## Friday, March 18, 2016

### For Classes on March 18

Happy Friday everyone!

Periods 1-2, 8-9:
Yesterday you saw something on Faraday's law for a moving hoop/changing area example. This is the case where induced voltage = B dA/dt. Today extend on this by looking at cases where a second force is trying to push a circuit through magnetism, such as dropping a metal hoop into a B-field. What you will see is that, because this process depends on speed, it ends up looking a lot like air friction and terminal velocity from last year! Weird, but true. Remember the case of you trying to swing the metal hoop through the big magnet, and you felt the forces on it trying to slow it down (this is a magnetic brake). Take good notes so you can try to make sense together of the home work problems - see if you can complete things before leaving.

Homework set:
The glider problem on page 6 is based on yesterday - use the notes on page 2 and 3, could be helpful
The 1990 problem on page 7 - notes on page 4 could be helpful
The challenge problem is on page 9! Have fun!

Periods 3-4:

Take a look at the problems for yesterday, and see if there is any consensus. Ampere's law depends on the current inside the region you are looking at, analogous to Gauss's law depending on teh charge inside the region.

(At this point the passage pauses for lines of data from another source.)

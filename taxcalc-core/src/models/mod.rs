mod payroll;
mod rate_key;
mod tax_rate;
mod tax_year;
mod transaction;

pub use payroll::{
    EmployeeProfile, PayFrequency, PayrollCalculationResult, PayrollRequest, TaxCodeBasis,
};
pub use rate_key::{
    CorporationTaxKey, IncomeTaxBand, IncomeTaxKey, NationalInsuranceKey, RateKey, RateType,
    TaxCategory, VatKey,
};
pub use tax_rate::{NewTaxRate, RATE_SCALE, TaxRate};
pub use tax_year::{TaxYear, TaxYearParseError};
pub use transaction::{SupplyKind, TransactionKind, VatTransaction};
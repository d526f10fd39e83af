//! SQLite storage for the tax-rate table.

pub mod factory;
pub mod repository;

pub use factory::SqliteRepositoryFactory;
pub use repository::SqliteRateRepository;
//! The closed vocabulary of rate-table rows.
//!
//! Storage and JSON carry a `(category, name, rateType)` string triple.
//! Inside the engine every row is identified by a [`RateKey`], so a
//! combination such as `vat / personal_allowance` cannot be expressed.

use std::fmt;

use serde::{Deserialize, Serialize};

#[derive(Debug, Clone, Copy, PartialEq, Eq, Hash, PartialOrd, Ord, Serialize, Deserialize)]
#[serde(rename_all = "snake_case")]
pub enum TaxCategory {
    Vat,
    IncomeTax,
    NationalInsurance,
    CorporationTax,
}

impl TaxCategory {
    pub fn as_str(&self) -> &'static str {
        match self {
            Self::Vat => "vat",
            Self::IncomeTax => "income_tax",
            Self::NationalInsurance => "national_insurance",
            Self::CorporationTax => "corporation_tax",
        }
    }

    pub fn parse(s: &str) -> Option<Self> {
        match s {
            "vat" => Some(Self::Vat),
            "income_tax" => Some(Self::IncomeTax),
            "national_insurance" => Some(Self::NationalInsurance),
            "corporation_tax" => Some(Self::CorporationTax),
            _ => None,
        }
    }
}

/// Whether a row holds a monetary boundary (pence) or a percentage
/// (percentage × 100).
#[derive(Debug, Clone, Copy, PartialEq, Eq, Hash, PartialOrd, Ord, Serialize, Deserialize)]
#[serde(rename_all = "snake_case")]
pub enum RateType {
    Threshold,
    Rate,
}

impl RateType {
    pub fn as_str(&self) -> &'static str {
        match self {
            Self::Threshold => "threshold",
            Self::Rate => "rate",
        }
    }

    pub fn parse(s: &str) -> Option<Self> {
        match s {
            "threshold" => Some(Self::Threshold),
            "rate" => Some(Self::Rate),
            _ => None,
        }
    }
}

#[derive(Debug, Clone, Copy, PartialEq, Eq, Hash, PartialOrd, Ord)]
pub enum VatKey {
    Standard,
    Reduced,
    Zero,
    Registration,
    Deregistration,
}

/// Income Tax bands in ascending order. Only the bands present in a
/// year's rate table take part in a calculation.
#[derive(Debug, Clone, Copy, PartialEq, Eq, Hash, PartialOrd, Ord, Serialize, Deserialize)]
#[serde(rename_all = "snake_case")]
pub enum IncomeTaxBand {
    Starter,
    Basic,
    Intermediate,
    Higher,
    Advanced,
    Additional,
}

impl IncomeTaxBand {
    pub const ALL: [IncomeTaxBand; 6] = [
        Self::Starter,
        Self::Basic,
        Self::Intermediate,
        Self::Higher,
        Self::Advanced,
        Self::Additional,
    ];

    pub fn as_str(&self) -> &'static str {
        match self {
            Self::Starter => "starter",
            Self::Basic => "basic",
            Self::Intermediate => "intermediate",
            Self::Higher => "higher",
            Self::Advanced => "advanced",
            Self::Additional => "additional",
        }
    }

    fn parse(s: &str) -> Option<Self> {
        Self::ALL.into_iter().find(|band| band.as_str() == s)
    }
}

#[derive(Debug, Clone, Copy, PartialEq, Eq, Hash, PartialOrd, Ord)]
pub enum IncomeTaxKey {
    PersonalAllowance,
    TaperThreshold,
    /// Lower bound of a band, in taxable income above the allowance.
    BandStart(IncomeTaxBand),
    BandRate(IncomeTaxBand),
}

#[derive(Debug, Clone, Copy, PartialEq, Eq, Hash, PartialOrd, Ord)]
pub enum NationalInsuranceKey {
    PrimaryThreshold,
    UpperEarningsLimit,
    SecondaryThreshold,
    EmployeeMain,
    EmployeeUpper,
    Employer,
}

#[derive(Debug, Clone, Copy, PartialEq, Eq, Hash, PartialOrd, Ord)]
pub enum CorporationTaxKey {
    SmallProfits,
    SmallProfitsLimit,
    Main,
    MainRateLimit,
    MarginalReliefFraction,
}

/// Identifies one row of a tax year's rate table.
#[derive(Debug, Clone, Copy, PartialEq, Eq, Hash, PartialOrd, Ord)]
pub enum RateKey {
    Vat(VatKey),
    IncomeTax(IncomeTaxKey),
    NationalInsurance(NationalInsuranceKey),
    CorporationTax(CorporationTaxKey),
}

impl RateKey {
    pub fn category(&self) -> TaxCategory {
        match self {
            Self::Vat(_) => TaxCategory::Vat,
            Self::IncomeTax(_) => TaxCategory::IncomeTax,
            Self::NationalInsurance(_) => TaxCategory::NationalInsurance,
            Self::CorporationTax(_) => TaxCategory::CorporationTax,
        }
    }

    pub fn name(&self) -> &'static str {
        match self {
            Self::Vat(key) => match key {
                VatKey::Standard => "standard",
                VatKey::Reduced => "reduced",
                VatKey::Zero => "zero",
                VatKey::Registration => "registration",
                VatKey::Deregistration => "deregistration",
            },
            Self::IncomeTax(key) => match key {
                IncomeTaxKey::PersonalAllowance => "personal_allowance",
                IncomeTaxKey::TaperThreshold => "taper_threshold",
                IncomeTaxKey::BandStart(band) | IncomeTaxKey::BandRate(band) => band.as_str(),
            },
            Self::NationalInsurance(key) => match key {
                NationalInsuranceKey::PrimaryThreshold => "primary_threshold",
                NationalInsuranceKey::UpperEarningsLimit => "upper_earnings_limit",
                NationalInsuranceKey::SecondaryThreshold => "secondary_threshold",
                NationalInsuranceKey::EmployeeMain => "employee_main",
                NationalInsuranceKey::EmployeeUpper => "employee_upper",
                NationalInsuranceKey::Employer => "employer",
            },
            Self::CorporationTax(key) => match key {
                CorporationTaxKey::SmallProfits => "small_profits",
                CorporationTaxKey::SmallProfitsLimit => "small_profits_limit",
                CorporationTaxKey::Main => "main",
                CorporationTaxKey::MainRateLimit => "main_rate_limit",
                CorporationTaxKey::MarginalReliefFraction => "marginal_relief_fraction",
            },
        }
    }

    pub fn rate_type(&self) -> RateType {
        use RateType::{Rate, Threshold};

        match self {
            Self::Vat(VatKey::Registration | VatKey::Deregistration) => Threshold,
            Self::Vat(_) => Rate,
            Self::IncomeTax(IncomeTaxKey::BandRate(_)) => Rate,
            Self::IncomeTax(_) => Threshold,
            Self::NationalInsurance(
                NationalInsuranceKey::EmployeeMain
                | NationalInsuranceKey::EmployeeUpper
                | NationalInsuranceKey::Employer,
            ) => Rate,
            Self::NationalInsurance(_) => Threshold,
            Self::CorporationTax(
                CorporationTaxKey::SmallProfitsLimit | CorporationTaxKey::MainRateLimit,
            ) => Threshold,
            Self::CorporationTax(_) => Rate,
        }
    }

    /// Resolve a storage triple. Returns `None` for any combination
    /// outside the vocabulary.
    pub fn parse(category: TaxCategory, name: &str, rate_type: RateType) -> Option<Self> {
        let key = match category {
            TaxCategory::Vat => Self::Vat(match name {
                "standard" => VatKey::Standard,
                "reduced" => VatKey::Reduced,
                "zero" => VatKey::Zero,
                "registration" => VatKey::Registration,
                "deregistration" => VatKey::Deregistration,
                _ => return None,
            }),
            TaxCategory::IncomeTax => Self::IncomeTax(match name {
                "personal_allowance" => IncomeTaxKey::PersonalAllowance,
                "taper_threshold" => IncomeTaxKey::TaperThreshold,
                other => {
                    let band = IncomeTaxBand::parse(other)?;
                    match rate_type {
                        RateType::Threshold => IncomeTaxKey::BandStart(band),
                        RateType::Rate => IncomeTaxKey::BandRate(band),
                    }
                }
            }),
            TaxCategory::NationalInsurance => Self::NationalInsurance(match name {
                "primary_threshold" => NationalInsuranceKey::PrimaryThreshold,
                "upper_earnings_limit" => NationalInsuranceKey::UpperEarningsLimit,
                "secondary_threshold" => NationalInsuranceKey::SecondaryThreshold,
                "employee_main" => NationalInsuranceKey::EmployeeMain,
                "employee_upper" => NationalInsuranceKey::EmployeeUpper,
                "employer" => NationalInsuranceKey::Employer,
                _ => return None,
            }),
            TaxCategory::CorporationTax => Self::CorporationTax(match name {
                "small_profits" => CorporationTaxKey::SmallProfits,
                "small_profits_limit" => CorporationTaxKey::SmallProfitsLimit,
                "main" => CorporationTaxKey::Main,
                "main_rate_limit" => CorporationTaxKey::MainRateLimit,
                "marginal_relief_fraction" => CorporationTaxKey::MarginalReliefFraction,
                _ => return None,
            }),
        };

        (key.rate_type() == rate_type).then_some(key)
    }

    /// Parse from raw strings, as read from a database row or CSV record.
    pub fn parse_str(category: &str, name: &str, rate_type: &str) -> Option<Self> {
        Self::parse(
            TaxCategory::parse(category)?,
            name,
            RateType::parse(rate_type)?,
        )
    }
}

impl fmt::Display for RateKey {
    fn fmt(&self, f: &mut fmt::Formatter<'_>) -> fmt::Result {
        write!(
            f,
            "{}/{}/{}",
            self.category().as_str(),
            self.name(),
            self.rate_type().as_str()
        )
    }
}
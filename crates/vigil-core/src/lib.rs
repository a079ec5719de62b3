//! Core types and shared utilities for the Vigil camera event bridge.
//!
//! This crate provides:
//! - The [`AlarmEvent`] model and the vendor's documented event codes
//! - [`EventLineParser`]: incremental CRLF-line decoding of attach streams
//! - [`EventFilter`]: per-camera event code whitelisting
//! - Prometheus metrics helpers
//! - Shared error types

mod error;
mod event;
mod filter;
mod parser;
pub mod metrics;

// ═══════════════════════════════════════════════════════════════════════════
// Constants
// ═══════════════════════════════════════════════════════════════════════════

/// Fixed delay between a detected disconnection and the next attach attempt.
pub const RECONNECT_DELAY_SECS: u64 = 5;

/// Upper bound on the worker's readiness wait, in milliseconds. The reconnect
/// sweep and the shutdown check both run at least this often.
pub const POLL_INTERVAL_MS: u64 = 100;

pub use error::{Error, Result};
pub use event::{AlarmEvent, codes};
pub use filter::EventFilter;
pub use parser::{EVENT_MARKER, EventLineParser, Indication, STATUS_OK_LINE};
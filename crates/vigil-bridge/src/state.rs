//! Per-camera connection state.
//!
//! A camera is always in exactly one phase:
//!
//! ```text
//!   Connecting --> Streaming
//!       |              |
//!       +------+-------+
//!              v
//!        Disconnected --> PendingReconnect --> Connecting (respawn)
//! ```
//!
//! Two invariants hold between transitions: a reconnect deadline exists
//! iff the phase is `PendingReconnect`, and a transport handle exists
//! iff the phase is `Connecting` or `Streaming`.
//!
//! Each spawned reader gets a generation number. Events tagged with an
//! older generation belong to a reader that has already been replaced
//! and are dropped, so a slow task shutting down cannot corrupt the
//! state of its successor.

use std::time::Instant;

use tokio::task::AbortHandle;

use vigil_core::EventLineParser;

#[derive(Debug, Clone, Copy, PartialEq, Eq)]
pub enum Phase {
    /// Reader spawned, no status line seen yet.
    Connecting,
    /// Status line received; event lines are flowing.
    Streaming,
    /// No reader and no deadline. Transient within one worker iteration.
    Disconnected,
    /// No reader; a respawn is scheduled for `reconnect_at`.
    PendingReconnect,
}

pub struct ConnectionState {
    name: String,
    phase: Phase,
    handle: Option<AbortHandle>,
    reconnect_at: Option<Instant>,
    generation: u64,
    parser: EventLineParser,
}

impl ConnectionState {
    pub fn new(name: &str) -> Self {
        Self {
            name: name.to_string(),
            phase: Phase::Disconnected,
            handle: None,
            reconnect_at: None,
            generation: 0,
            parser: EventLineParser::new(name),
        }
    }

    pub fn phase(&self) -> Phase {
        self.phase
    }

    pub fn parser_mut(&mut self) -> &mut EventLineParser {
        &mut self.parser
    }

    /// Allocates the generation for the next reader spawn.
    pub fn next_generation(&mut self) -> u64 {
        self.generation += 1;
        self.generation
    }

    /// True when `generation` belongs to the currently installed reader.
    pub fn is_current(&self, generation: u64) -> bool {
        self.generation == generation
    }

    /// Installs a freshly spawned reader. Any buffered partial line from
    /// the previous connection is discarded with the old parser.
    pub fn begin_connecting(&mut self, handle: AbortHandle) {
        self.parser = EventLineParser::new(&self.name);
        self.handle = Some(handle);
        self.reconnect_at = None;
        self.phase = Phase::Connecting;
    }

    /// Marks the stream live. Returns false unless we were `Connecting`.
    pub fn mark_streaming(&mut self) -> bool {
        if self.phase == Phase::Connecting {
            self.phase = Phase::Streaming;
            true
        } else {
            false
        }
    }

    /// Tears down the active reader, if any.
    ///
    /// Returns false when there is nothing to tear down, leaving any
    /// armed reconnect deadline untouched. A close notification that
    /// races a teardown already handled is therefore a no-op.
    pub fn disconnect(&mut self) -> bool {
        if matches!(self.phase, Phase::Disconnected | Phase::PendingReconnect) {
            return false;
        }
        if let Some(handle) = self.handle.take() {
            handle.abort();
        }
        self.phase = Phase::Disconnected;
        true
    }

    /// Schedules a respawn at `at`.
    pub fn arm_reconnect(&mut self, at: Instant) {
        debug_assert_eq!(self.phase, Phase::Disconnected);
        self.reconnect_at = Some(at);
        self.phase = Phase::PendingReconnect;
    }

    /// True when the reconnect deadline has passed.
    pub fn reconnect_due(&self, now: Instant) -> bool {
        self.phase == Phase::PendingReconnect && self.reconnect_at.is_some_and(|at| at <= now)
    }

    /// Checks the structural invariants of the state machine.
    pub fn invariants_hold(&self) -> bool {
        let deadline_ok = self.reconnect_at.is_some() == (self.phase == Phase::PendingReconnect);
        let handle_ok =
            self.handle.is_some() == matches!(self.phase, Phase::Connecting | Phase::Streaming);
        deadline_ok && handle_ok
    }
}

// ============================================================================
// Tests
// ============================================================================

One application of Ampere's law for straight wires, where B = (mu)I/(2*pi*r), is to get the force between two currents. Check out a video on the forces between two long wires with currents - they are both producing magnetism, so the wires should either attract or repel each other! Take good notes, this will be needed for some of the homework. Note that the force on currents is F = IL x B, where L is the length of a segment of the wire.

Then, take a look at a video on the initial exposure to Biot-Savart law. This is the rule that allows us to determine the magnetic field for things more exactly (Ampere is only for long wires, solenoids, and toroids, so it is limited). We will look at what a single moving particle does in terms of producing a magnetic field. Take good notes, because we will build on this.